BBC News releases Smartphone Malware… deliberately
No, the BBC isn't trying to subsidise its coffers by branching out into cyber-crime. As an experiment the British public-service broadcaster wants to know just how secure smartphones really are.
The malware takes the form of a game that spies on the smartphone's owner and was built using the standard software toolkits that are available to everyone. In a report on the experiment today, Experts says that this makes the malware much harder to spot.
There is evidence that criminals are now beginning to target smartphones with their complete lack of virus protection, in order to gain personal details that can be used for identity theft and other crimes.
Chris Wysopal, the co-founder and head of technology at security firm Veracode, who helped the BBC develop its malware, said that smartphones are not at the point PCs were at in 1999, at the birth of the popular internet.
"At that time malicious programs were a nuisance. A decade on and they are big business, he said, with gangs of criminals churning out malware that tries to steal saleable information." He said. "Mobiles offered a potentially more tempting target to those criminals."
Simeon Coney, of mobile security form Adaptive mobile said...
"In a mobile network the device is intrinsically linked to a payment plan, to a user's credit," he said. Nothing happens on a mobile network, no call is made or text is sent, without money changing hands. Criminals have tapped into that revenue stream by getting phone owners to dial or contact premium rate numbers.

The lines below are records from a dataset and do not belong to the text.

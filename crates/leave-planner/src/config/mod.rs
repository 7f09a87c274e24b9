use std::env;
use std::fmt;
use std::str::FromStr;

use crate::leave::company::UserSelector;

const DEFAULT_ANNUAL_ALLOWANCE: f64 = 20.0;

/// Distinguishes runtime behavior for different stages of deployment.
#[derive(Debug, Clone, Copy, PartialEq, Eq)]
pub enum AppEnvironment {
    Development,
    Test,
    Production,
}

impl AppEnvironment {
    fn from_str(value: &str) -> Self {
        match value.trim().to_ascii_lowercase().as_str() {
            "prod" | "production" => Self::Production,
            "test" | "ci" => Self::Test,
            _ => Self::Development,
        }
    }
}

/// Top-level configuration for the application.
#[derive(Debug, Clone)]
pub struct AppConfig {
    pub environment: AppEnvironment,
    pub telemetry: TelemetryConfig,
    pub policy: LeavePolicyConfig,
}

impl AppConfig {
    pub fn load() -> Result<Self, ConfigError> {
        dotenvy::dotenv().ok();

        let environment = AppEnvironment::from_str(
            &env::var("APP_ENV").unwrap_or_else(|_| "development".to_string()),
        );

        let log_level = env::var("APP_LOG_LEVEL").unwrap_or_else(|_| "info".to_string());

        let annual_allowance = match env::var("LEAVE_ANNUAL_ALLOWANCE") {
            Ok(raw) => parse_allowance(&raw)?,
            Err(_) => DEFAULT_ANNUAL_ALLOWANCE,
        };

        let default_selector = match env::var("LEAVE_DEFAULT_SELECTOR") {
            Ok(raw) => UserSelector::from_str(&raw).map_err(|_| ConfigError::InvalidSelector)?,
            Err(_) => UserSelector::All,
        };

        Ok(Self {
            environment,
            telemetry: TelemetryConfig { log_level },
            policy: LeavePolicyConfig {
                annual_allowance,
                default_selector,
            },
        })
    }
}

fn parse_allowance(raw: &str) -> Result<f64, ConfigError> {
    let value = raw
        .trim()
        .parse::<f64>()
        .map_err(|_| ConfigError::InvalidAllowance)?;
    if value.is_finite() && value >= 0.0 {
        Ok(value)
    } else {
        Err(ConfigError::InvalidAllowance)
    }
}

/// Tracing controls.
#[derive(Debug, Clone)]
pub struct TelemetryConfig {
    pub log_level: String,
}

/// Company-wide leave defaults applied when an employee carries no override.
#[derive(Debug, Clone)]
pub struct LeavePolicyConfig {
    pub annual_allowance: f64,
    pub default_selector: UserSelector,
}

#[derive(Debug)]
pub enum ConfigError {
    InvalidAllowance,
    InvalidSelector,
}

impl fmt::Display for ConfigError {
    fn fmt(&self, f: &mut fmt::Formatter<'_>) -> fmt::Result {
        match self {
            ConfigError::InvalidAllowance => {
                write!(f, "LEAVE_ANNUAL_ALLOWANCE must be a non-negative number")
            }
            ConfigError::InvalidSelector => {
                write!(f, "LEAVE_DEFAULT_SELECTOR must be 'all' or a user id")
            }
        }
    }
}

impl std::error::Error for ConfigError {}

Now they are turning their attention to applications and the lucrative information they scoop up."
The Java application from the BBC was put together in only a few weeks and gathered contacts, text messages and also gathered the phones' location. IT then sent this information to a specially set-up email address.
The malware was only 250 lines of code, with the entire program only 1500 lines of code. The BBC say in their report that there can be benefits to the way some phone OS manufacturers vet programs. Apple vets every program for the iPhone and iPad and Blackberry maker RIM and Google can easily switch off malicious applications through use of a code-signing system. Microsoft's Windows Phone 7 operating system will also see all programs vetted.
The last time the BBC conducted an experiment like this they took control of a botnet, but when the experiment was over left a message on the screens of the infected PCs worldwide and instructed the botnet to self-destruct.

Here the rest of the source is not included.